Task to complete: Go line by line through the entries and show those that hold the string "RuntimeNode".

Stored data

=-=-=-=-=

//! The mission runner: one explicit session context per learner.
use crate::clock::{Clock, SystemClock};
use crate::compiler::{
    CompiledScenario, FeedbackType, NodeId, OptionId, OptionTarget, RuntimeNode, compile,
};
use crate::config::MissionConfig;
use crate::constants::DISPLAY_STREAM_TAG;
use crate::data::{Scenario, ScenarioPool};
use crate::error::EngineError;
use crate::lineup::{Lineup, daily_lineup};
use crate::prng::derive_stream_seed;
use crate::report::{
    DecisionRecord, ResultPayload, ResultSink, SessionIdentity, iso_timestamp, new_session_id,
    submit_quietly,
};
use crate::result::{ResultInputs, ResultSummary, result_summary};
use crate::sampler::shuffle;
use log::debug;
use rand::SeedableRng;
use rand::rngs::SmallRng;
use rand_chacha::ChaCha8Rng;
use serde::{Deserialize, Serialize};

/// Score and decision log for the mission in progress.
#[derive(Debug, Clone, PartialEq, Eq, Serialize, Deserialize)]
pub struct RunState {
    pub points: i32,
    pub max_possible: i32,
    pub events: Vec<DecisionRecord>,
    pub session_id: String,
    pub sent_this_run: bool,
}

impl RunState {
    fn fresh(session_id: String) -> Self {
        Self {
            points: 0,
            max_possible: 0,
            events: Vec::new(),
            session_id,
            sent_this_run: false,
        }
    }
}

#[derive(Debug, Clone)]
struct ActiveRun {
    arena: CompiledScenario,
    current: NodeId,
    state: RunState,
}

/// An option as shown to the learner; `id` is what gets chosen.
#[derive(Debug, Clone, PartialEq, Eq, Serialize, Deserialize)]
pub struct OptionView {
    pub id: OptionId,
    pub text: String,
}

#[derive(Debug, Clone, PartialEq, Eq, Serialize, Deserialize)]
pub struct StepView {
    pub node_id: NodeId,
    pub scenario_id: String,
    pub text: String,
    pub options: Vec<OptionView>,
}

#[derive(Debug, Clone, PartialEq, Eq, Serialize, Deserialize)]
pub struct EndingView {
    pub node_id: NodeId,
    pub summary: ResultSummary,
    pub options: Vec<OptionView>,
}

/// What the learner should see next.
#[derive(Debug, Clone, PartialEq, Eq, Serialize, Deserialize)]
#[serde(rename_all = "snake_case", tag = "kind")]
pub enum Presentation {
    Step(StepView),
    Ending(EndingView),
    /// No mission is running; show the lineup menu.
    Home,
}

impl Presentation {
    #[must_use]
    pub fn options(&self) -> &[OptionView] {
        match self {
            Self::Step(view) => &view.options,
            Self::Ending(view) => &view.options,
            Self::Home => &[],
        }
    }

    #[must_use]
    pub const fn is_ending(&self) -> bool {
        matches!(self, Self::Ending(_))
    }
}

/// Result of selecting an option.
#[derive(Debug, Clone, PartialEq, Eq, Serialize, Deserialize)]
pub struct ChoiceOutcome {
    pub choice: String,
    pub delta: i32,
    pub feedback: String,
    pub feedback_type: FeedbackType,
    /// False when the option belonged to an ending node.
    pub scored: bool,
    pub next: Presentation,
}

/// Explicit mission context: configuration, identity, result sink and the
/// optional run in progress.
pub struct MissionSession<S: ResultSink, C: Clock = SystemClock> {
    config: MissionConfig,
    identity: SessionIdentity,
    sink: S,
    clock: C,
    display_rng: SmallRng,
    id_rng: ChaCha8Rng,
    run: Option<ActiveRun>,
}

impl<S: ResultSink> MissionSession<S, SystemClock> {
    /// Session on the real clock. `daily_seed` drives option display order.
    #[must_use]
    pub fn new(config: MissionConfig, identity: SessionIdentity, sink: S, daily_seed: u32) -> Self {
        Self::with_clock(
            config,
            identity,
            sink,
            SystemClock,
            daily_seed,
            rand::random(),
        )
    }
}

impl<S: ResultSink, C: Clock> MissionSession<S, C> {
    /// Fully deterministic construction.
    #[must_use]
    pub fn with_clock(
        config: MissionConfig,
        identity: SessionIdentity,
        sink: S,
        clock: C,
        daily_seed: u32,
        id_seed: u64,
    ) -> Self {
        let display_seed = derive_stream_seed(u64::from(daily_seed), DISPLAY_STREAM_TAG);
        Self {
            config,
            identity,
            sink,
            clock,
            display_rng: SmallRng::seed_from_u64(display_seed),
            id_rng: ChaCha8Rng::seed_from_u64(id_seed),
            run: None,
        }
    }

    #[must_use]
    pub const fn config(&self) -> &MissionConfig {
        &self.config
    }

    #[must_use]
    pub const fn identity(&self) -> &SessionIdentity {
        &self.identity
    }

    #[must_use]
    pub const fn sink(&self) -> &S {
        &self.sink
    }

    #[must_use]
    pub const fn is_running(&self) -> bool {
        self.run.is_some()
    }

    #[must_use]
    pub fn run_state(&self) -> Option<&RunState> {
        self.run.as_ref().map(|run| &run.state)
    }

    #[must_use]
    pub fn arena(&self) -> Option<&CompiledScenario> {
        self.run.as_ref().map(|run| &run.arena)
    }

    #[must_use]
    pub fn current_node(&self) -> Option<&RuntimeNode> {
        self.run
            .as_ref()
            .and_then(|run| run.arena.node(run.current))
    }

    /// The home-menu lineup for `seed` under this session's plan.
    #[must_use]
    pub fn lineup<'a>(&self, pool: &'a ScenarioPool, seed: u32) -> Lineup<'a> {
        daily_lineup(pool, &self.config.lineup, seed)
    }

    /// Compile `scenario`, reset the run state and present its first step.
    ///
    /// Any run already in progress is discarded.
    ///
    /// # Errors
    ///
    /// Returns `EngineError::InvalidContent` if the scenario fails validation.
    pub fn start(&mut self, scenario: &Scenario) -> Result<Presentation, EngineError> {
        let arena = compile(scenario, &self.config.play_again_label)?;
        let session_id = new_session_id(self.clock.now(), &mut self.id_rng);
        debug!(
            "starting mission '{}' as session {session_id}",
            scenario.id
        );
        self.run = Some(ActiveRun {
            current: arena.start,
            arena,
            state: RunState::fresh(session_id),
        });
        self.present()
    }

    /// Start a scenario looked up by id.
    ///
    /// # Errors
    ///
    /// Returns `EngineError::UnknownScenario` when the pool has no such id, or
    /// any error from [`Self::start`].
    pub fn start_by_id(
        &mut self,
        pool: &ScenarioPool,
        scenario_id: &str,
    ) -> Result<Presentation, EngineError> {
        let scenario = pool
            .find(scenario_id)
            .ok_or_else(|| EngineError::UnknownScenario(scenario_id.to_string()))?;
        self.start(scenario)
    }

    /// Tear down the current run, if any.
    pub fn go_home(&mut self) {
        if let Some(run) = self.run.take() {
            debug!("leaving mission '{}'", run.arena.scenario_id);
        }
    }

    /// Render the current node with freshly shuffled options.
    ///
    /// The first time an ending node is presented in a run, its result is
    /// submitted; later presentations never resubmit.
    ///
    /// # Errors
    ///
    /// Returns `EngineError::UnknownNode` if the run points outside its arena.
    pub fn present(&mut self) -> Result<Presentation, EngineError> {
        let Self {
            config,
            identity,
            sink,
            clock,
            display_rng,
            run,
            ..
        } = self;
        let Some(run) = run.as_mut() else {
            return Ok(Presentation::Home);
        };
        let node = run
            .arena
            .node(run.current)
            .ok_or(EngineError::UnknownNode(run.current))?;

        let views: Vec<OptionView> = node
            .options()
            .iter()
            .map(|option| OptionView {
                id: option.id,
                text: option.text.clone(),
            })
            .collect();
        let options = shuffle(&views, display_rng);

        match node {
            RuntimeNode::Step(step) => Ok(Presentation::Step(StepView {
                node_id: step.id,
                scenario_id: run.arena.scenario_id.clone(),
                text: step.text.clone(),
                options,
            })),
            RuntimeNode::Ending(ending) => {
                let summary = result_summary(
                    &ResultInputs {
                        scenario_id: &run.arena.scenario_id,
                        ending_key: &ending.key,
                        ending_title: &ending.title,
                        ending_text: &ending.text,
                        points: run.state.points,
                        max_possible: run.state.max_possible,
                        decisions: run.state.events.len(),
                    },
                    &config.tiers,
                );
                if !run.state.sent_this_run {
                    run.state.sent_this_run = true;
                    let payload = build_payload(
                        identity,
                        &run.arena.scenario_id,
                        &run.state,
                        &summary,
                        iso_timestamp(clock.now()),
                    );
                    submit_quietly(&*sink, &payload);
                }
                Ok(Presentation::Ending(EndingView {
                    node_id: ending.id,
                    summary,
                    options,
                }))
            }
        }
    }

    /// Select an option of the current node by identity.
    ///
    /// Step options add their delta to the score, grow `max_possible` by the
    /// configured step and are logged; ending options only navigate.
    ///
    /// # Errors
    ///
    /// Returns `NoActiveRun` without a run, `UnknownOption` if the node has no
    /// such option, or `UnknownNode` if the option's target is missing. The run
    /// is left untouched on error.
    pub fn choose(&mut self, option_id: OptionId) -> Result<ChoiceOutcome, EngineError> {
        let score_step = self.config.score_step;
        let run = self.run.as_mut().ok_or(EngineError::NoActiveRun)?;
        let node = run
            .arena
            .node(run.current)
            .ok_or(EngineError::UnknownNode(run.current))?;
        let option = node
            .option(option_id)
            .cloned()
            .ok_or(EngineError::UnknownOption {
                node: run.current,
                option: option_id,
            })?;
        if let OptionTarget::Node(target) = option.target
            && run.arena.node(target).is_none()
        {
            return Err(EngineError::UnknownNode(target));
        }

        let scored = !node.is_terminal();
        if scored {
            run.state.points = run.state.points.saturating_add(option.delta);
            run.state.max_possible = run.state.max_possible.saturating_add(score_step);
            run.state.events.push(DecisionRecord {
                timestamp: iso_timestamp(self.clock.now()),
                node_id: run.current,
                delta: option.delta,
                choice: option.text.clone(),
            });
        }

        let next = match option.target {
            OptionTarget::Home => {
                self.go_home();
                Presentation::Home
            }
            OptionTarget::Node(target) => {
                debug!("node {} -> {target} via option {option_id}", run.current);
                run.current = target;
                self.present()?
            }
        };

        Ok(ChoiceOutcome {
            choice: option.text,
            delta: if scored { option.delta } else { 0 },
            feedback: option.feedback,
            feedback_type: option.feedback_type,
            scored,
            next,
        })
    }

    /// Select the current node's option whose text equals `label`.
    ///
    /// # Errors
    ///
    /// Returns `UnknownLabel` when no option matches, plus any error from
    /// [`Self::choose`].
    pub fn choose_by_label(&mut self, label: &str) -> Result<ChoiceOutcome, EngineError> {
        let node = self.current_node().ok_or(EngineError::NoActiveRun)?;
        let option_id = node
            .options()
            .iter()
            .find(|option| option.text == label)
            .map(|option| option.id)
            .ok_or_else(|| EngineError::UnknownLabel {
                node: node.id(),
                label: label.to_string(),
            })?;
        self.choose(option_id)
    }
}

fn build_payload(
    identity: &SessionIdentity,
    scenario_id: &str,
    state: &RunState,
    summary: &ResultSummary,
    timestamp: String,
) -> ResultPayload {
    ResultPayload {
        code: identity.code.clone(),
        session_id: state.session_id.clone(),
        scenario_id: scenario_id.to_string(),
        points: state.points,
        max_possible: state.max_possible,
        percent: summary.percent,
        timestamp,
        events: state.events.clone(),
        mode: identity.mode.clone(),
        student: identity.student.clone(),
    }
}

=-=-=-=-=

Response area:
    CompiledScenario, FeedbackType, NodeId, OptionId, OptionTarget, RuntimeNode, compile,
    pub fn current_node(&self) -> Option<&RuntimeNode> {
            RuntimeNode::Step(step) => Ok(Presentation::Step(StepView {
            RuntimeNode::Ending(ending) => {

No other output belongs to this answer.